ビジネスお役立ち知識
顧客を魅了する営業トークは、名インタビュアーが知っている。
インタビューとは話を聞くことではなく、話を聞き出すことである――。民衆のジャーナリストとして敬愛されていた故黒田清氏の言葉です。営業マンは聞き上手であれと言われますが、相手の話にうなずいているだけではただの“聞き役”です。営業トークの最終的な目的は相手の本音や欲求を探ること。聞き上手というより“聞きだし上手”であるべきなのでしょう。
聞き出すには話を掘り下げる必要があります。と言っても質問責めにするのではなく、あるインタビュアーによれば「例えば」と「なぜ」を意識的に使うのだそうです。試合後の監督インタビューを例にすると、「今日の勝因は何でしょう?」→「戦術がうまく機能したことだろう」ここで流してしまうと話が終わってしまうかもしれないので、すかさず「それは例えば●●の起用が……」などと重ねて質問し、より具体的な話題に持っていくのだそうです。

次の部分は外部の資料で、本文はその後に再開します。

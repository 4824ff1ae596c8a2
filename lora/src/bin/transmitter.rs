// QwiicRF node 0x02: once a second sends a paired packet and an addressed
// packet to node 0x01.
//
// Pin map:
//   GPIO6 <> SDA
//   GPIO7 -> SCL

#![no_std]
#![no_main]
#![deny(
    clippy::mem_forget,
    reason = "mem::forget is generally not safe to do with esp_hal types, especially those \
    holding buffers for the duration of a data transfer."
)]

use defmt::{error, info, warn};
use embassy_executor::Spawner;
use embassy_time::{Duration, Timer};
use esp32_peripherals::qwiicrf::QwiicRf;
use esp_hal::clock::CpuClock;
use esp_hal::i2c::master::{Config as I2cConfig, I2c};
use esp_hal::time::Rate;
use esp_hal::timer::systimer::SystemTimer;
use {esp_backtrace as _, esp_println as _};

// This creates a default app-descriptor required by the esp-idf bootloader.
// For more information see: <https://docs.espressif.com/projects/esp-idf/en/stable/esp32/api-reference/system/app_image_format.html#application-description>
esp_bootloader_esp_idf::esp_app_desc!();

const OWN_ADDRESS: u8 = 0x02;
const PEER_ADDRESS: u8 = 0x01;
const SEND_PERIOD: Duration = Duration::from_secs(1);

const PAIRED_MESSAGE: &[u8] = b"Hello from ESP32";
const DIRECT_MESSAGE: &[u8] = b"Hi 0x01 from 0x02";

#[esp_hal_embassy::main]
async fn main(spawner: Spawner) {
    let config = esp_hal::Config::default().with_cpu_clock(CpuClock::max());
    let peripherals = esp_hal::init(config);

    let timer0 = SystemTimer::new(peripherals.SYSTIMER);
    esp_hal_embassy::init(timer0.alarm0);

    info!("Embassy initialized!");

    let i2c = I2c::new(
        peripherals.I2C0,
        I2cConfig::default().with_frequency(Rate::from_khz(100)),
    )
    .expect("I2C configuration is valid")
    .with_sda(peripherals.GPIO6)
    .with_scl(peripherals.GPIO7);

    let mut radio = QwiicRf::new(i2c);
    radio.init();

    let setup = radio
        .set_rf_address(OWN_ADDRESS)
        .and_then(|()| radio.set_paired_address(PEER_ADDRESS));
    if let Err(e) = setup {
        error!("QwiicRF init failed: {}", e);
        loop {
            Timer::after(Duration::from_secs(1)).await;
        }
    }
    info!("QwiicRF ready as {:#x}, paired with {:#x}", OWN_ADDRESS, PEER_ADDRESS);

    let _ = spawner;

    loop {
        match radio.send_packet(PAIRED_MESSAGE) {
            Ok(()) => info!("Sent to paired node: {=[u8]:a}", PAIRED_MESSAGE),
            Err(e) => warn!("Paired send failed: {}", e),
        }
        match radio.send_packet_to(PEER_ADDRESS, DIRECT_MESSAGE) {
            Ok(()) => info!("Sent to {:#x}: {=[u8]:a}", PEER_ADDRESS, DIRECT_MESSAGE),
            Err(e) => warn!("Direct send failed: {}", e),
        }
        Timer::after(SEND_PERIOD).await;
    }
}
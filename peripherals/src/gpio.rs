//! LED and push-button wrappers, plus a software debouncer.

use embedded_hal::digital::{InputPin, OutputPin, StatefulOutputPin};

/// An LED on a push-pull output.
pub struct Led<P> {
    pin: P,
    active_low: bool,
}

impl<P: OutputPin> Led<P> {
    /// LED lit when the pin is driven high.
    pub fn new(pin: P) -> Self {
        Self {
            pin,
            active_low: false,
        }
    }

    /// LED wired to VCC: lit when the pin is driven low.
    pub fn active_low(pin: P) -> Self {
        Self {
            pin,
            active_low: true,
        }
    }

    pub fn set(&mut self, on: bool) -> Result<(), P::Error> {
        if on != self.active_low {
            self.pin.set_high()
        } else {
            self.pin.set_low()
        }
    }

    pub fn on(&mut self) -> Result<(), P::Error> {
        self.set(true)
    }

    pub fn off(&mut self) -> Result<(), P::Error> {
        self.set(false)
    }

    pub fn release(self) -> P {
        self.pin
    }
}

impl<P: StatefulOutputPin> Led<P> {
    pub fn toggle(&mut self) -> Result<(), P::Error> {
        self.pin.toggle()
    }

    pub fn is_on(&mut self) -> Result<bool, P::Error> {
        Ok(self.pin.is_set_high()? != self.active_low)
    }
}

/// A push button to ground on an input with pull-up: pressed reads low.
pub struct Button<P> {
    pin: P,
}

impl<P: InputPin> Button<P> {
    pub fn new(pin: P) -> Self {
        Self { pin }
    }

    pub fn is_pressed(&mut self) -> Result<bool, P::Error> {
        self.pin.is_low()
    }

    /// Access to the pin for HAL-specific calls such as interrupt control.
    pub fn pin_mut(&mut self) -> &mut P {
        &mut self.pin
    }
}

/// Accepts an event only when `window_ms` has passed since the last
/// accepted one. The first event is always accepted.
#[derive(Debug, Clone, Copy)]
pub struct Debouncer {
    window_ms: u64,
    last_accepted: Option<u64>,
}

impl Debouncer {
    pub const fn new(window_ms: u64) -> Self {
        Self {
            window_ms,
            last_accepted: None,
        }
    }

    /// `now_ms` is a monotonic timestamp in milliseconds.
    pub fn accept(&mut self, now_ms: u64) -> bool {
        let ready = match self.last_accepted {
            None => true,
            Some(last) => now_ms.saturating_sub(last) >= self.window_ms,
        };
        if ready {
            self.last_accepted = Some(now_ms);
        }
        ready
    }

    pub fn reset(&mut self) {
        self.last_accepted = None;
    }
}

#[cfg(test)]
mod tests {
    use super::*;
    use crate::testing::FakePin;

    #[test]
    fn led_follows_requested_state() {
        let mut led = Led::new(FakePin::low());
        led.on().unwrap();
        led.off().unwrap();
        led.set(true).unwrap();
        assert_eq!(led.release().history, vec![true, false, true]);
    }

    #[test]
    fn active_low_led_inverts_level() {
        let mut led = Led::active_low(FakePin::high());
        led.on().unwrap();
        assert!(led.is_on().unwrap());
        led.off().unwrap();
        assert!(!led.is_on().unwrap());
        assert_eq!(led.release().history, vec![false, true]);
    }

    #[test]
    fn toggle_flips_output() {
        let mut led = Led::new(FakePin::low());
        led.toggle().unwrap();
        assert!(led.is_on().unwrap());
        led.toggle().unwrap();
        assert!(!led.is_on().unwrap());
    }

    #[test]
    fn button_is_active_low() {
        let mut button = Button::new(FakePin::high());
        assert!(!button.is_pressed().unwrap());

        let mut button = Button::new(FakePin::low());
        assert!(button.is_pressed().unwrap());
    }

    #[test]
    fn debouncer_rejects_bounces_inside_window() {
        let mut debounce = Debouncer::new(500);
        assert!(debounce.accept(1_000));
        assert!(!debounce.accept(1_020));
        assert!(!debounce.accept(1_499));
        assert!(debounce.accept(1_500));
        assert!(!debounce.accept(1_600));
    }

    #[test]
    fn debouncer_reset_accepts_next_event() {
        let mut debounce = Debouncer::new(500);
        assert!(debounce.accept(10));
        debounce.reset();
        assert!(debounce.accept(20));
    }
}
//! Key/value persistence backends.
//!
//! Keys live in a namespace, mirroring the preferences partition the node
//! firmware writes to (`HX711` by default).

use std::collections::{BTreeMap, HashMap};
use std::path::{Path, PathBuf};
use std::sync::{Arc, Mutex};

use loadnode_traits::{BoxError, KvStore};

use crate::error::HwError;

/// In-memory store. Clones share the same contents, so a "fresh" handle
/// on the same map behaves like reopening non-volatile storage.
#[derive(Debug, Clone)]
pub struct MemoryStore {
    namespace: String,
    entries: Arc<Mutex<HashMap<String, f32>>>,
}

impl MemoryStore {
    pub fn new(namespace: impl Into<String>) -> Self {
        Self {
            namespace: namespace.into(),
            entries: Arc::default(),
        }
    }

    /// Handle on the same backing map under another namespace.
    pub fn with_namespace(&self, namespace: impl Into<String>) -> Self {
        Self {
            namespace: namespace.into(),
            entries: Arc::clone(&self.entries),
        }
    }

    pub fn namespace(&self) -> &str {
        &self.namespace
    }

    /// Raw lookup without a default; `None` when never written.
    pub fn peek(&self, key: &str) -> Option<f32> {
        let map = self.entries.lock().ok()?;
        map.get(&self.scoped(key)).copied()
    }

    fn scoped(&self, key: &str) -> String {
        format!("{}/{}", self.namespace, key)
    }
}

impl Default for MemoryStore {
    fn default() -> Self {
        Self::new("HX711")
    }
}

impl KvStore for MemoryStore {
    fn get_float(&self, key: &str, default: f32) -> Result<f32, BoxError> {
        let map = self
            .entries
            .lock()
            .map_err(|_| HwError::Store("memory store lock poisoned".into()))?;
        Ok(map.get(&self.scoped(key)).copied().unwrap_or(default))
    }

    fn put_float(&mut self, key: &str, value: f32) -> Result<(), BoxError> {
        let mut map = self
            .entries
            .lock()
            .map_err(|_| HwError::Store("memory store lock poisoned".into()))?;
        map.insert(self.scoped(key), value);
        Ok(())
    }
}

type Tables = BTreeMap<String, BTreeMap<String, f64>>;

/// TOML file store: one table per namespace, written through on every put.
///
/// ```toml
/// [HX711]
/// conversionFactor = 2.5
/// calibratedForce = 10.0
/// ```
#[derive(Debug)]
pub struct FileStore {
    path: PathBuf,
    namespace: String,
    tables: Tables,
}

impl FileStore {
    /// Open `path`, creating nothing until the first write.
    pub fn open(path: impl AsRef<Path>, namespace: impl Into<String>) -> crate::error::Result<Self> {
        let path = path.as_ref().to_path_buf();
        let tables = match std::fs::read_to_string(&path) {
            Ok(text) => toml::from_str::<Tables>(&text)
                .map_err(|e| HwError::Store(format!("parse {}: {e}", path.display())))?,
            Err(e) if e.kind() == std::io::ErrorKind::NotFound => Tables::new(),
            Err(e) => return Err(HwError::Io(e)),
        };
        let namespace = namespace.into();
        tracing::debug!(path = %path.display(), namespace = %namespace, "opened file store");
        Ok(Self {
            path,
            namespace,
            tables,
        })
    }

    pub fn path(&self) -> &Path {
        &self.path
    }

    fn flush(&self) -> crate::error::Result<()> {
        let text = toml::to_string(&self.tables)
            .map_err(|e| HwError::Store(format!("serialize store: {e}")))?;
        if let Some(dir) = self.path.parent().filter(|d| !d.as_os_str().is_empty()) {
            std::fs::create_dir_all(dir)?;
        }
        // replace atomically so a crash mid-write keeps the previous contents
        let tmp = self.path.with_extension("toml.tmp");
        std::fs::write(&tmp, text)?;
        std::fs::rename(&tmp, &self.path)?;
        Ok(())
    }
}

impl KvStore for FileStore {
    fn get_float(&self, key: &str, default: f32) -> Result<f32, BoxError> {
        Ok(self
            .tables
            .get(&self.namespace)
            .and_then(|t| t.get(key))
            .map_or(default, |v| *v as f32))
    }

    fn put_float(&mut self, key: &str, value: f32) -> Result<(), BoxError> {
        self.tables
            .entry(self.namespace.clone())
            .or_default()
            .insert(key.to_string(), f64::from(value));
        self.flush()?;
        Ok(())
    }
}

#[cfg(test)]
mod tests {
    use super::*;

    #[test]
    fn memory_store_defaults_and_shares() {
        let mut a = MemoryStore::new("HX711");
        assert_eq!(a.get_float("conversionFactor", 1.0).unwrap(), 1.0);
        a.put_float("conversionFactor", 2.5).unwrap();

        let b = a.clone();
        assert_eq!(b.get_float("conversionFactor", 1.0).unwrap(), 2.5);
        assert_eq!(b.peek("conversionFactor"), Some(2.5));
    }

    #[test]
    fn memory_store_namespaces_are_isolated() {
        let mut a = MemoryStore::new("HX711");
        a.put_float("calibratedForce", 4.0).unwrap();
        let other = a.with_namespace("OTHER");
        assert_eq!(other.get_float("calibratedForce", 0.0).unwrap(), 0.0);
        assert_eq!(other.namespace(), "OTHER");
    }
}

例えばが具体性を導き出す言葉なら、「なぜ」は相手の考えを引き出す言葉だと言います。「なぜ戦術が機能したのでしょう」と聞けば、監督は自分なりの考えを話してくれるはずです。単純なことですが、相手が答えやすいように質問する。無口な相手ならなおさら、「例えば」や「なぜ」でリードしていかないと、話を聞き出すどころか終始一般論で終わってしまうでしょう。
人はそう簡単に本音や欲求を見せません。とくにビジネスともなれば腹の探りあいですから、相手の言葉を鵜呑みにすると判断を誤ることもあります。「こうしたい」「こう思う」といった言葉の背景には何があるのか。何が相手にそう言わせるのか。それを探るために「例えば」と「なぜ」を繰り返し、核心に近づいていくのです。今後、雑誌やテレビなどでインタビューを見るときは質問の仕方にも注意し、良い答えを引き出した質問を営業トークにも取り入れてみるといいかもしれません。